Dari ketiga putri pak Yudis,,hanya Dita putri sulung pak Yudis yang tidak terpengaruh dengan hal mistis. Hidup Dita seperti orang normal lainnya. mungkin ini karena sejak kecil Dita lebih banyak menghabiskan waktu di tempat Kakek Raharja. Disana Dita kecil diajarkan ilmu agama dengan baik oleh sang kakek. Dita juga pintar mengaji,,bahkan dari SD sudah khatam Al-Qur'an. Jika sedang pulang kerumah sang ayah,,Dita tak segan menasehati orang tuanya untuk solat tepat waktu dan mengaji. Dita juga yang mengajarkan adik - adiknya mengaji.
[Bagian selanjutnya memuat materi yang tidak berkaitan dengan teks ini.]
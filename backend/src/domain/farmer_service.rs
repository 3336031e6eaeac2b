use anyhow::Result;
use std::sync::Arc;
use tracing::{info, warn};

use crate::domain::commands::session::LoginCommand;
use crate::domain::errors::DomainError;
use crate::domain::models::farmer::Farmer;
use crate::domain::models::session::Session;
use crate::storage::traits::{FarmerStorage, SessionStorage};

/// Service for farmer login, registration and the current session
#[derive(Clone)]
pub struct FarmerService {
    farmers: Arc<dyn FarmerStorage>,
    session: Arc<dyn SessionStorage>,
}

impl FarmerService {
    pub fn new(farmers: Arc<dyn FarmerStorage>, session: Arc<dyn SessionStorage>) -> Self {
        Self { farmers, session }
    }

    /// Log a farmer in, registering them on first login.
    ///
    /// A mobile number that is already registered logs into the existing
    /// profile; the stored farm name is kept.
    pub async fn login(&self, command: LoginCommand) -> Result<Session> {
        let mobile = command.mobile.trim();
        let farm_name = command.farm_name.trim();

        if mobile.is_empty() {
            return Err(DomainError::validation("Mobile number is required").into());
        }
        if farm_name.is_empty() {
            return Err(DomainError::validation("Farm name is required").into());
        }

        let farmer = match self.farmers.find_by_mobile(mobile)? {
            Some(existing) => {
                info!("Farmer {} logged in", existing.id);
                existing
            }
            None => {
                let farmer = Farmer {
                    id: Farmer::generate_id(),
                    mobile: mobile.to_string(),
                    farm_name: farm_name.to_string(),
                };
                self.farmers.store_farmer(&farmer)?;
                info!("Registered farmer {} for farm '{}'", farmer.id, farmer.farm_name);
                farmer
            }
        };

        self.session.set_current_farmer(&farmer)?;
        Ok(Session::new(farmer))
    }

    /// The session restored from storage, if someone is logged in
    pub async fn current_session(&self) -> Result<Option<Session>> {
        Ok(self.session.get_current_farmer()?.map(Session::new))
    }

    /// Clear the current session. Farmer data is left untouched.
    pub async fn logout(&self) -> Result<()> {
        if self.session.clear_current_farmer()? {
            info!("Logged out");
        }
        Ok(())
    }

    /// Build the session a request acts under from the farmer ID in its path
    pub async fn resolve_session(&self, farmer_id: &str) -> Result<Session> {
        match self.farmers.get_farmer(farmer_id)? {
            Some(farmer) => Ok(Session::new(farmer)),
            None => {
                warn!("Request for unknown farmer {}", farmer_id);
                Err(DomainError::not_found("Farmer", farmer_id).into())
            }
        }
    }
}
Dita paling tidak suka dengan hal-hal yang berbau mistis. Buatnya makhluk halus itu memang ada dan cukup percaya saja. Tidak perlu terlalu dipusing kan. Karena mereka punya dunia sendiri. Bagi Dita keluarga dari ayahnya itu terlalu menjunjung tinggi hal - hal yang berbau mitos. Tidak begitu yakin dengan Alloh Yang maha kuasa. Karena mereka masih percaya saja dengan sesajen,,hari baik,,dan hal - hal yang berbau mistis lainnya. Buat Dita,,dia hanya percaya dengan Tuhan dan menjunjung tinggi nilai-nilai agama dan tidak setuju apabila semuanya di sangkut pautkan dengan hal-hal mistis.
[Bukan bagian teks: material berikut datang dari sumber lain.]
use shared::{LoginRequest, SessionResponse};

use crate::domain::commands::session::LoginCommand;
use crate::domain::models::session::Session;

/// Mapper between the session DTOs and domain sessions
pub struct SessionMapper;

impl SessionMapper {
    pub fn to_login_command(dto: LoginRequest) -> LoginCommand {
        LoginCommand {
            mobile: dto.mobile,
            farm_name: dto.farm_name,
        }
    }

    pub fn to_session_dto(session: Option<Session>) -> SessionResponse {
        SessionResponse {
            farmer: session.map(|s| s.farmer.into()),
        }
    }
}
" Kenapa ya mbak Dita kok jarang sekali pulang pak?" tanya Dilla pada sang ayah sore itu ketika mereka sedang bersantai sambil minum teh.
" Iya tuh mbak Dita jarang banget pulang,,padahal rumah suaminya kan dekat dari sini cuma beda gang." Diba juga mempertanyakan kakak nya yang jarang sekali berkunjung ke rumah sang ayah.
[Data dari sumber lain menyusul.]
use shared::{
    CreateInseminationRequest, InseminationFilter, InseminationListResponse, InseminationResponse,
};

use crate::domain::commands::inseminations::{
    CreateInseminationCommand, InseminationListQuery, InseminationResult,
};
use crate::domain::models::insemination::InseminationRecord;

/// Mapper between the insemination DTOs and domain records
pub struct InseminationMapper;

impl InseminationMapper {
    pub fn to_create_command(dto: CreateInseminationRequest) -> CreateInseminationCommand {
        CreateInseminationCommand {
            cow_id: dto.cow_id,
            date: dto.date,
            doctor_name: dto.doctor_name,
            bull_name: dto.bull_name,
            notes: dto.notes,
        }
    }

    pub fn to_list_query(filter: InseminationFilter) -> InseminationListQuery {
        InseminationListQuery {
            status: filter.status,
            start_date: filter.start_date,
            end_date: filter.end_date,
        }
    }

    pub fn to_list_dto(records: Vec<InseminationRecord>) -> InseminationListResponse {
        InseminationListResponse {
            records: records.into_iter().map(Into::into).collect(),
        }
    }

    pub fn to_response_dto(result: InseminationResult) -> InseminationResponse {
        InseminationResponse {
            record: result.record.into(),
            success_message: result.success_message,
        }
    }
}
use axum::{
    extract::{Path, State},
    http::StatusCode,
    response::{IntoResponse, Json},
};
use tracing::info;

use super::mappers::HerdMapper;
use super::{error_response, session_for};
use crate::AppState;

/// Cows with a confirmed pregnancy
pub async fn list_pregnancies(
    State(state): State<AppState>,
    Path(farmer_id): Path<String>,
) -> impl IntoResponse {
    info!("GET /api/farmers/{}/pregnancies", farmer_id);

    let session = match session_for(&state, &farmer_id).await {
        Ok(session) => session,
        Err(response) => return response,
    };

    match state.herd_service.pregnancies(&session).await {
        Ok(pregnancies) => {
            (StatusCode::OK, Json(HerdMapper::to_pregnancy_list_dto(pregnancies))).into_response()
        }
        Err(e) => error_response("Failed to list pregnancies", e),
    }
}

/// Pending records due for a heat check
pub async fn list_reminders(
    State(state): State<AppState>,
    Path(farmer_id): Path<String>,
) -> impl IntoResponse {
    info!("GET /api/farmers/{}/reminders", farmer_id);

    let session = match session_for(&state, &farmer_id).await {
        Ok(session) => session,
        Err(response) => return response,
    };

    match state.herd_service.reminders(&session).await {
        Ok(reminders) => (StatusCode::OK, Json(HerdMapper::to_reminder_list_dto(reminders))).into_response(),
        Err(e) => error_response("Failed to list reminders", e),
    }
}
use shared::{CowListResponse, CowResponse, DeleteCowResponse, SaveCowRequest};

use crate::domain::commands::cows::{DeleteCowResult, SaveCowCommand, SaveCowResult};
use crate::domain::models::cow::Cow;

/// Mapper between the cow DTOs and domain cows
pub struct CowMapper;

impl CowMapper {
    pub fn to_save_command(dto: SaveCowRequest) -> SaveCowCommand {
        SaveCowCommand {
            tag_number: dto.tag_number,
            name: dto.name,
            dob: dto.dob,
            image: dto.image,
        }
    }

    pub fn to_cow_list_dto(cows: Vec<Cow>) -> CowListResponse {
        CowListResponse {
            cows: cows.into_iter().map(Into::into).collect(),
        }
    }

    pub fn to_cow_response_dto(result: SaveCowResult) -> CowResponse {
        CowResponse {
            cow: result.cow.into(),
            success_message: result.success_message,
        }
    }

    pub fn to_delete_response_dto(result: DeleteCowResult) -> DeleteCowResponse {
        DeleteCowResponse {
            deleted_cow_id: result.deleted_cow_id,
            removed_inseminations: result.removed_inseminations,
            success_message: result.success_message,
        }
    }
}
" Mungkin mbak mu itu sibuk,,jadi jarang pulang kesini." pak Yudis pun menjawab pertanyaan kedua putrinya itu.
" Sibuk apa to pak,,kok sampai jarang sekali menengok orang tua? apa yo gak kangen sama kita?" bu Tita tiba - tiba sudah datang sambil membawa gorengan sambil menimpali suaminya.
" Yo bisa jadi kan sibuk sama kerjaan bu,,kita doain aja semoga mereka sehat dan tidak ada apa-apa." Pak Yudis menjawab pertanyaan istrinya dengan mencomot pisang goreng yang masih hangat itu
" Mungkin dilarang suaminya kesini kali pak." jawab bu Tita sedikit sewot
" Hush ...ibu ndak boleh bilang gitu,,apa lagi di depan adik - adik Dita. Kita berpikir yang positif saja bu. Mungkin Dita sekeluarga memang lagi belum sempat kesini saja." dengan bijak pak Yudis menjawab perkataan istriny yang terkesan kurang senang dengan suami Dita.
" Halah,,gak sempat kenapa coba pak? kerjaan Suami Dita kan cuma penjual pakaian di pasar. Sesibuk apa sih sampai jarang sekali kesini?" Bu Tita masih tak mau kalah dengan pendapatnya.
" Wes lah bu,,gak usah dibahas. Pasti ujung-ujungnya bakal mojokin si Pras. Kasian tuh anak gak pernah di nilai positif sama ibu
Bu Tita langsung masuk kedalam tanpa mengucapkan kata apapun. Sepertinya ia tak sependapat dengan suaminya. Pras sebenarnya tidak pernah melarang Dita untuk mengunjungi orang tuanya. Tetapi justru Dita yang tidak mau. Karena Dita malas kalau harus melihat suaminya selalu di judesi sama ibunya. Dita memilih jarang pulang kerumah karena dia merasa kasian dengan sang suami. Karena sebenarnya bu Tita kurang setuju apabila Dita menikah dengan Pras yang hanya lulus SMP.
Alasan tu tentu hanya disimpan Dita sendiri. Dita tidak mau kalau suaminya sampai tau kenapa dia jarang pulang kerumah. Padahal apabila dita meminta untuk diantar pulang,, pasti Pras sangat semangat pulang. Dengan alasan banyak kerjaan dan capek,,Dita enggan berkunjung kerumah orang tuanya. Itu Dita lakukan hanya untuk menjaga perasan sang suami agr tidak tersakiti dengan ucapan ibunya.